Album Review : billy woods - Aethiopes (2022)
Being relatable is not a very important concern in general for American rappers. In success or struggle, it’s a musical style based around confrontation and exceptionalism. Few of them feel like real people for they are distant cousins from pro wrestling personas. Alternative rappers billy woods ain’t like that. For twenty years, he’s been that gifted, creative but volatile friend who doesn’t know you that well, but that you brag to everyone about. woods is exceptional in the most normal way possible.
On his latest record Aethiopes, he perfects that identity of a man torn between his aesthetic quest and his self-destructing side.
I was a big fan of billy woods’ 2019 album Hiding Places.

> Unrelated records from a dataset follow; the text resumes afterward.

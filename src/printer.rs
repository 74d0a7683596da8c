use crate::colors::Color;
use crate::config::{CallCounters, PrintConfig};
use crate::error::PrintError;
use crate::format::{self, Rendered};
use crate::options::PrintOptions;
use crate::segment::{pair_slots, Segment, Slot};
use chrono::{Local, NaiveTime};
use once_cell::sync::Lazy;
use std::fs::OpenOptions;
use std::io::{self, Stdout, Write};
use std::path::Path;
use std::sync::{Mutex, PoisonError};

/// Source of wall-clock time for timestamp prefixes
pub type Clock = fn() -> NaiveTime;

fn local_time() -> NaiveTime {
    Local::now().time()
}

/// Formats print calls and routes them to the console and log files.
///
/// The printer owns its configuration and call counters; nothing about a
/// call survives it except the counters and whatever was appended to the
/// log files. Log files are opened in append mode and closed again on
/// every call.
pub struct Printer<W: Write = Stdout> {
    config: PrintConfig,
    counters: CallCounters,
    console: W,
    clock: Clock,
}

impl Printer<Stdout> {
    /// Printer writing to the process's standard output
    pub fn stdout(config: PrintConfig) -> Self {
        Printer::new(config, io::stdout())
    }
}

impl<W: Write> Printer<W> {
    pub fn new(config: PrintConfig, console: W) -> Self {
        Printer {
            config,
            counters: CallCounters::default(),
            console,
            clock: local_time,
        }
    }

    /// Replace the timestamp clock (fixed times make output reproducible)
    pub fn with_clock(mut self, clock: Clock) -> Self {
        self.clock = clock;
        self
    }

    pub fn config(&self) -> &PrintConfig {
        &self.config
    }

    /// Swap in a new configuration; counters keep running
    pub fn set_config(&mut self, config: PrintConfig) {
        self.config = config;
    }

    pub fn counters(&self) -> CallCounters {
        self.counters
    }

    pub fn console(&self) -> &W {
        &self.console
    }

    pub fn console_mut(&mut self) -> &mut W {
        &mut self.console
    }

    pub fn into_console(self) -> W {
        self.console
    }

    /// Print a flattened `text, color, text, color, ...` list.
    ///
    /// Malformed lists fail before anything is written. Log file failures
    /// are reported on the console and do not fail the call.
    pub fn emit(&mut self, slots: &[Slot], opts: &PrintOptions) -> Result<(), PrintError> {
        self.counters.total += 1;
        let segments = pair_slots(slots)?;
        self.dispatch(&segments, opts)
    }

    /// Same as [`Printer::emit`] for input that is already paired
    pub fn emit_segments(
        &mut self,
        segments: &[Segment],
        opts: &PrintOptions,
    ) -> Result<(), PrintError> {
        self.counters.total += 1;
        if segments.is_empty() {
            return Err(PrintError::NoSegments);
        }
        self.dispatch(segments, opts)
    }

    /// True when the call produces no output at all
    pub fn is_suppressed(&self, opts: &PrintOptions) -> bool {
        opts.severity.is_none()
            && (self.config.quiet || self.config.verbosity < opts.min_verbosity)
    }

    /// Render a call without writing it or touching the counters
    pub fn render(&self, segments: &[Segment], opts: &PrintOptions) -> Rendered {
        format::render(segments, opts, &self.config, &self.counters, (self.clock)())
    }

    fn dispatch(&mut self, segments: &[Segment], opts: &PrintOptions) -> Result<(), PrintError> {
        if self.is_suppressed(opts) {
            return Ok(());
        }

        let rendered = self.render(segments, opts);

        if opts.console {
            self.write_console(&rendered.console, opts.inline, opts.inline && opts.flush)?;
        }

        if opts.file {
            if let Err(e) = self.write_files(&rendered.file, opts) {
                self.report_io_failure(&e)?;
            }
        }

        Ok(())
    }

    fn write_console(&mut self, text: &str, inline: bool, flush: bool) -> io::Result<()> {
        if inline {
            self.console.write_all(text.as_bytes())?;
        } else {
            writeln!(self.console, "{}", text)?;
        }
        if flush {
            self.console.flush()?;
        }
        self.counters.console += 1;
        Ok(())
    }

    fn write_files(&mut self, line: &str, opts: &PrintOptions) -> io::Result<()> {
        if let Some(path) = &self.config.log_file {
            append_line(path, line)?;
            self.counters.log += 1;
        }
        if !opts.severity.is_none() {
            if let Some(path) = &self.config.error_log_file {
                append_line(path, line)?;
                self.counters.error_log += 1;
            }
        }
        Ok(())
    }

    /// Console-only warning for a failed log write. Never goes near the
    /// log files, so a broken log path cannot recurse.
    fn report_io_failure(&mut self, err: &io::Error) -> Result<(), PrintError> {
        let message = format!(
            "exception caught trying to write to {} or {}\n\t{}",
            display_path(self.config.log_file.as_deref()),
            display_path(self.config.error_log_file.as_deref()),
            err
        );
        let segments = [Segment::new(message, Color::Red)];
        let opts = PrintOptions::warning().file(false);
        let rendered = self.render(&segments, &opts);
        self.write_console(&rendered.console, false, false)?;
        Ok(())
    }
}

fn display_path(path: Option<&Path>) -> String {
    path.map(|p| p.display().to_string())
        .unwrap_or_else(|| "<none>".to_string())
}

/// Append one line to a file, creating it if needed
fn append_line(path: &Path, line: &str) -> io::Result<()> {
    let mut file = OpenOptions::new().create(true).append(true).open(path)?;
    writeln!(file, "{}", line)
}

// Shared printer for callers that don't want to thread one through
static GLOBAL: Lazy<Mutex<Printer<Stdout>>> =
    Lazy::new(|| Mutex::new(Printer::stdout(PrintConfig::default())));

/// Run `f` with exclusive access to the process-wide printer
pub fn with_printer<R>(f: impl FnOnce(&mut Printer<Stdout>) -> R) -> R {
    let mut guard = GLOBAL.lock().unwrap_or_else(PoisonError::into_inner);
    f(&mut guard)
}

/// Install the configuration used by [`bp`]
pub fn configure(config: PrintConfig) {
    with_printer(|printer| printer.set_config(config));
}

/// Print through the process-wide printer.
///
/// ```no_run
/// use betterprint::{bp, slots, Color, PrintOptions};
///
/// bp(&slots!["Hello ", Color::Red, "world", Color::Reset], &PrintOptions::verbose(2)).unwrap();
/// ```
pub fn bp(slots: &[Slot], opts: &PrintOptions) -> Result<(), PrintError> {
    with_printer(|printer| printer.emit(slots, opts))
}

The Kenny Segal beats were bare and grim and woods’ lyrics filled with a brooding anger and antisocial sadness that I highly related to. These feelings are still present on Aethiopes, but they’re explored in a more allegorical way. Along with his numerous guests, he is narrating stories more often than he is rapping at the first person, which gives Aethiopes a richer, more literary dimension, but it also is a more abstract and challenging record.
The beats on Aethiopes are something else. There’s a spare, organic quality to them, which set a proper tone for each song without ever stealing the show. One of my favourites was for the song Sauvage, which has a low piano chord that punctuates the bass. Preservation understands and perpetuates the embattled existential aesthetic of a man fighting for his soul in a hostile world that eats its own present on all billy woods records. Aethiopes is filled with guitars, pianos and saxophones who sonically occupy a lot of space.
One of my favourite musical moments on the record happens at the end of the song Haarlem, where the beat deconstructs itself into some crazy, avant-garde, atonal John Cage-like piano and woods and Fatboi Sharif KEEP rapping over it like goddamn assassins. The horror-themed Christine also has a pulse-pounding, classical bass tinged quality that is really intoxicating. The discreetly Eastern-inspired beat to Heavy Water was perhaps the most creative and unexpected one I heard.
Long story short, the beats are great and they have an old world quality to it, like billy woods is rapping over a broken radio that plays haunted music from an alternate universe. The beats aren’t why you’d listen to a billy woods record, though. Fans tune-in for his heavy hitting, literate and multifaceted writing. woods incorporates brains, brawns and questionable mental health into his unique literary style and Aethiopes more than delivers in that regard. But he’s more of an observer and narrator than an active participant.
A songs like Wharves explores generational trauma from slavery to Tupac and establishes clear causality between the general experience of Black people and his own seething anger. Versailles (featuring the immortal Despot) is one of the most tightly-wrapped songs on the record. It draws a chaotic portrait of capitalism that ran out of control and the general helplessness of the common man to change it. woods has a great line in it that I love : Somebody made a killing, I just dug the grave. I live for billy woods lines like these.
Sauvage has some of the coldest descriptions of police brutality and people trying to survive in a hostile world. He notably talks about a kid who got beaten by police so bad that he got a limp and a dent in the head. Haarlem is a little hard to follow, but offers some terrifying post-apocalyptic imagery about a decaying stripper bar. It has some Stephen King Dark Tower energy to it. Speaking of which, Christine harnesses the King novel as a metaphor for an unfathomable death that chases people around.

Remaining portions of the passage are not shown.